● Extracted records
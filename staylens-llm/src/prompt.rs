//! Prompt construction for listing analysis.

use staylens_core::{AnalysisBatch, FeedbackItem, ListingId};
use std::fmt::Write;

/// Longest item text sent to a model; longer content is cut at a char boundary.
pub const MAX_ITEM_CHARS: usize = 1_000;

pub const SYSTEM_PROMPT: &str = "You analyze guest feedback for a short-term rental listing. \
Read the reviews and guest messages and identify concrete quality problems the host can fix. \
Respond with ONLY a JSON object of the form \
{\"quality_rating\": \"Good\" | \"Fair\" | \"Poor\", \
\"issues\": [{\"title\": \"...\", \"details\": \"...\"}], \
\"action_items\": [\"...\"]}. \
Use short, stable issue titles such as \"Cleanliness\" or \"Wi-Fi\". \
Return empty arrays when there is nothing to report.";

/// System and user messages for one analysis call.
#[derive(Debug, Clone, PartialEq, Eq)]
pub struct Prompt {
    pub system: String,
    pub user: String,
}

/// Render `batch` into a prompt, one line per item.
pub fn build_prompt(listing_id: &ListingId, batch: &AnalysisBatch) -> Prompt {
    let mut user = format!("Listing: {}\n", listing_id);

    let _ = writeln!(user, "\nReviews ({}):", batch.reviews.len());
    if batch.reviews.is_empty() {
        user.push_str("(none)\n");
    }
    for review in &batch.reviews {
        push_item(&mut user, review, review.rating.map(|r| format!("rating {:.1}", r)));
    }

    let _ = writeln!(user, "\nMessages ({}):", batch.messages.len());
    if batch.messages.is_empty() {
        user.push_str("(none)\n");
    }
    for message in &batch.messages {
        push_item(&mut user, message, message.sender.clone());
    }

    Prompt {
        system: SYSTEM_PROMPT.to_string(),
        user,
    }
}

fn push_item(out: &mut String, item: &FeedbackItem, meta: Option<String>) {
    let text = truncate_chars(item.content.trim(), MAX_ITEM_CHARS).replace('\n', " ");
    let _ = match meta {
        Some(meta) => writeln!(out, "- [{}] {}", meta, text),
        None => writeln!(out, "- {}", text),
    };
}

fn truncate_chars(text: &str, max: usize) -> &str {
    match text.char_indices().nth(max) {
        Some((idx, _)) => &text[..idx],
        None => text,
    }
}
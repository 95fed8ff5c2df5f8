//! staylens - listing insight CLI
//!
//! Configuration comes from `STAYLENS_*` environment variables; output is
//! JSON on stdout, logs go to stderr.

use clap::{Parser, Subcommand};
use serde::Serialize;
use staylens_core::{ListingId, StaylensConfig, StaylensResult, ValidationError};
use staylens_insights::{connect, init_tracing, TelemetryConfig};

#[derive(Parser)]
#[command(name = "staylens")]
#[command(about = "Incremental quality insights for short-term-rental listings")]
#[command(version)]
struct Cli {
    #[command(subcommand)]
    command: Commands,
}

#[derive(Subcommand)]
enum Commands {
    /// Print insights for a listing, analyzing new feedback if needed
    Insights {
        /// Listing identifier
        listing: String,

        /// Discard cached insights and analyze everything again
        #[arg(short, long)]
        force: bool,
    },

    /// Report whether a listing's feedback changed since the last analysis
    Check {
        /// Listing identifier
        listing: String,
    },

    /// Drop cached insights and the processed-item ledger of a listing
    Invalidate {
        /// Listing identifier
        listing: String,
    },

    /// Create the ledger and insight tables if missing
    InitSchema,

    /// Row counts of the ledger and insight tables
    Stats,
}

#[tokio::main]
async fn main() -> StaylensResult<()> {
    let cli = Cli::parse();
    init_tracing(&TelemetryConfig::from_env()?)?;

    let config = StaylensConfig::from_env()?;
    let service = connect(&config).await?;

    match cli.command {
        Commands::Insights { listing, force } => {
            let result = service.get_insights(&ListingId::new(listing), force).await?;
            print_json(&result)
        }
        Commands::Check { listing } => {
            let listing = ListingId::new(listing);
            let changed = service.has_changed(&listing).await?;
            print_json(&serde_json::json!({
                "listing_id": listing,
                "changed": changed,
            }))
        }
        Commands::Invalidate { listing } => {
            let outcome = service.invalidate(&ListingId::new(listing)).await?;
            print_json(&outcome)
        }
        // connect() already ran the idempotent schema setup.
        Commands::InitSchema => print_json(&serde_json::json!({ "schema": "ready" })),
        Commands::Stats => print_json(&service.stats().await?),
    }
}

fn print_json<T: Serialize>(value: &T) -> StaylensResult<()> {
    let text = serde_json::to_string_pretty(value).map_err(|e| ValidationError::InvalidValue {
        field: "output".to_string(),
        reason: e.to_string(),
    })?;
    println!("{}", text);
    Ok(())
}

--

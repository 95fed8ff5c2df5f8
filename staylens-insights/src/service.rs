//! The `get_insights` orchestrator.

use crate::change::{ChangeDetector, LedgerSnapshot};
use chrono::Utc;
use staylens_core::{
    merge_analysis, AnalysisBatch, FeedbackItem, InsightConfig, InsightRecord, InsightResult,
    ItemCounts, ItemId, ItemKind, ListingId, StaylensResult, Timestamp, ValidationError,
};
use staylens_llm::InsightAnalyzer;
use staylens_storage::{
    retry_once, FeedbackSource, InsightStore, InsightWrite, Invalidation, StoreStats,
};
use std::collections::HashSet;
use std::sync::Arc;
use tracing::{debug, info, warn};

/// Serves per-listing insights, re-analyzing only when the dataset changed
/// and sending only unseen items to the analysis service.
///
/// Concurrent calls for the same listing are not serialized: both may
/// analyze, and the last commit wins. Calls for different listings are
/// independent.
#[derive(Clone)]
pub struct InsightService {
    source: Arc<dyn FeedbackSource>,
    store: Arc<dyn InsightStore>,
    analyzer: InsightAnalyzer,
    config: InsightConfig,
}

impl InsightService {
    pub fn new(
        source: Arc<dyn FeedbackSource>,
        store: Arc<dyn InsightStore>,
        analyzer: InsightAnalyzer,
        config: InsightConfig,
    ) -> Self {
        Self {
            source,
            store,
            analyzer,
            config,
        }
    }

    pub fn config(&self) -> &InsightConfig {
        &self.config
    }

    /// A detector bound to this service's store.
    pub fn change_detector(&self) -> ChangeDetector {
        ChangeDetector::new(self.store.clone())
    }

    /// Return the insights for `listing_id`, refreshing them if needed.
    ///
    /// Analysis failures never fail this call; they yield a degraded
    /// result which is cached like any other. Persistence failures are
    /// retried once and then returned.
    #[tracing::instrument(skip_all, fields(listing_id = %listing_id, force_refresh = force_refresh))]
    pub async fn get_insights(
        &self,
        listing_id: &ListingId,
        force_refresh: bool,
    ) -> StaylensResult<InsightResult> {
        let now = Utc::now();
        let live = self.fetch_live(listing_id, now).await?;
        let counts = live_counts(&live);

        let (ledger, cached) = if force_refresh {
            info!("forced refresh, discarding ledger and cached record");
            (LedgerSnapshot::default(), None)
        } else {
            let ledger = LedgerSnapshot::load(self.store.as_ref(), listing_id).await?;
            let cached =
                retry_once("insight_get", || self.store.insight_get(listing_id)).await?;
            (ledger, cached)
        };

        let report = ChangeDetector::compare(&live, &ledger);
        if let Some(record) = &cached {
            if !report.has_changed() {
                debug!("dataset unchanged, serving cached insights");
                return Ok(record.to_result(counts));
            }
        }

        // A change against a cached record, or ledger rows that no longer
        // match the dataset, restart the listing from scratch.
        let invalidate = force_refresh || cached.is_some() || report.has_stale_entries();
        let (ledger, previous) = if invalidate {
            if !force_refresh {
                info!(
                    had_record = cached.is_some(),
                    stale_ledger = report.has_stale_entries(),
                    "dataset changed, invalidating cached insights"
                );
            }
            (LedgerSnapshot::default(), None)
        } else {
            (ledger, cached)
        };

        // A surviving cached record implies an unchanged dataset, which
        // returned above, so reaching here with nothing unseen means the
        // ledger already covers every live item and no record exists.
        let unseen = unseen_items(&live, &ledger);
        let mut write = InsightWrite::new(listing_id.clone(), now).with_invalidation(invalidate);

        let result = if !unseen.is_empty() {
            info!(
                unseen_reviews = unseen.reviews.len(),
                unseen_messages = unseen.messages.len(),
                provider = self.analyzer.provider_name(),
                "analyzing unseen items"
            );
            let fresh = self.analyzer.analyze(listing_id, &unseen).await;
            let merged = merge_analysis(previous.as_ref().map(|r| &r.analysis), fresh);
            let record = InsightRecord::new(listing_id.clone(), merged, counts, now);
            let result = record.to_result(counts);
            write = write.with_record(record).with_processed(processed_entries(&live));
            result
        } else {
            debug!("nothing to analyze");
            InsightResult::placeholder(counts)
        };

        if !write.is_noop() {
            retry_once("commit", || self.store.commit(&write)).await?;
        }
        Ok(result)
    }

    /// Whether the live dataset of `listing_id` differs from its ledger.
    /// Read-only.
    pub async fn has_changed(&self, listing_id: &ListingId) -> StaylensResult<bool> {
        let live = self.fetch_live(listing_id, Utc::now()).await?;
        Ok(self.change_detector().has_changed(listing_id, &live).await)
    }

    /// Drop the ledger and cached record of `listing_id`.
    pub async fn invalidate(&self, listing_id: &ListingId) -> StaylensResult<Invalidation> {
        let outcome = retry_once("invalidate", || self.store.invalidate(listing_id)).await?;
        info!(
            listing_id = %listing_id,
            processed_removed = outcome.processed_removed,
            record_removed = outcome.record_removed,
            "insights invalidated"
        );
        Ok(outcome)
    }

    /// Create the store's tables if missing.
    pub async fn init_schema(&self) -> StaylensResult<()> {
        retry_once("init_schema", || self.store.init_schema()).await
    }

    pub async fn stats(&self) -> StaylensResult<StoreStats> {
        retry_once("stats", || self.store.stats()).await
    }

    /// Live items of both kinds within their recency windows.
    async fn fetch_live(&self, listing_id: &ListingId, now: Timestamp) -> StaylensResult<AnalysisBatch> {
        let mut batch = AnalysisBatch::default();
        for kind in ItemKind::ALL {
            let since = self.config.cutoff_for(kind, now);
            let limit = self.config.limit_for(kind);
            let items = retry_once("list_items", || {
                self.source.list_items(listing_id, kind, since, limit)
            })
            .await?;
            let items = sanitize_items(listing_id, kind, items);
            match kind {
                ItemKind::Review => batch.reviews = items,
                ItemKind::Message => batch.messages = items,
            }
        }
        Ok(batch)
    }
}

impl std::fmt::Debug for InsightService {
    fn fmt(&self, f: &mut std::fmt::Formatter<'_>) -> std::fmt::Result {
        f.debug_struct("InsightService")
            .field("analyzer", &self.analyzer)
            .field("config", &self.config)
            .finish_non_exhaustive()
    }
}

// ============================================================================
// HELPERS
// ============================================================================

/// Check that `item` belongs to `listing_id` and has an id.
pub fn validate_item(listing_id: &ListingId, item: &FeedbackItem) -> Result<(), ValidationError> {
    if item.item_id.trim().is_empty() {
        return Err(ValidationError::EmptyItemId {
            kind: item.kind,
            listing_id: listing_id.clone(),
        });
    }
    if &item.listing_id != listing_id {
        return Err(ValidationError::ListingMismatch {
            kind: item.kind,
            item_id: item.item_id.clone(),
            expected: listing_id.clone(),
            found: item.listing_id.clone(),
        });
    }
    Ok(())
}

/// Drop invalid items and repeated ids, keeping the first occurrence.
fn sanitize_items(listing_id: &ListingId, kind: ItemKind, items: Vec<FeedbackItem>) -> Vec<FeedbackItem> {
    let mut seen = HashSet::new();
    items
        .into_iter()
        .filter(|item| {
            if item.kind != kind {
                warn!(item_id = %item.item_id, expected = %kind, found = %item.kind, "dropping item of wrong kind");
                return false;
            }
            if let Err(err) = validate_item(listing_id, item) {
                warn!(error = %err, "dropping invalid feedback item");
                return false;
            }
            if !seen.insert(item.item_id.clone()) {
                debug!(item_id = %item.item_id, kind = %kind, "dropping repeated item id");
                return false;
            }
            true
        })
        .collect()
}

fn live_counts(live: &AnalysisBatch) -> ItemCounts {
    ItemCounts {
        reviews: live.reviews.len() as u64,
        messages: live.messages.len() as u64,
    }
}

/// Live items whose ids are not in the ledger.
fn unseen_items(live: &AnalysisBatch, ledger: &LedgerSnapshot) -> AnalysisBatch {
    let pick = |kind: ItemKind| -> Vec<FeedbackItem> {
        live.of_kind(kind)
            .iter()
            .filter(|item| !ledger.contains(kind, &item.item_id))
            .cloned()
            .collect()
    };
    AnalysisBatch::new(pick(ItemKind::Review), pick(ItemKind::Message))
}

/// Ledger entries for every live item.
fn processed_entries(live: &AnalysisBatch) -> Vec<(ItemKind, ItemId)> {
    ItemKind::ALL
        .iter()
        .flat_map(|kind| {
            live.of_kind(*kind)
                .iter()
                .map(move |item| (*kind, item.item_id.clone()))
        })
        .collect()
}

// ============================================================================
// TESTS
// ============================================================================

● Directions
Within the listing above, the range opens at the line with "Use short, stable" and closes at the line with "line per item.". Reproduce exactly the lines of that range, including both ends.

● Final answer
Use short, stable issue titles such as \"Cleanliness\" or \"Wi-Fi\". \
Return empty arrays when there is nothing to report.";

/// System and user messages for one analysis call.
#[derive(Debug, Clone, PartialEq, Eq)]
pub struct Prompt {
    pub system: String,
    pub user: String,
}

/// Render `batch` into a prompt, one line per item.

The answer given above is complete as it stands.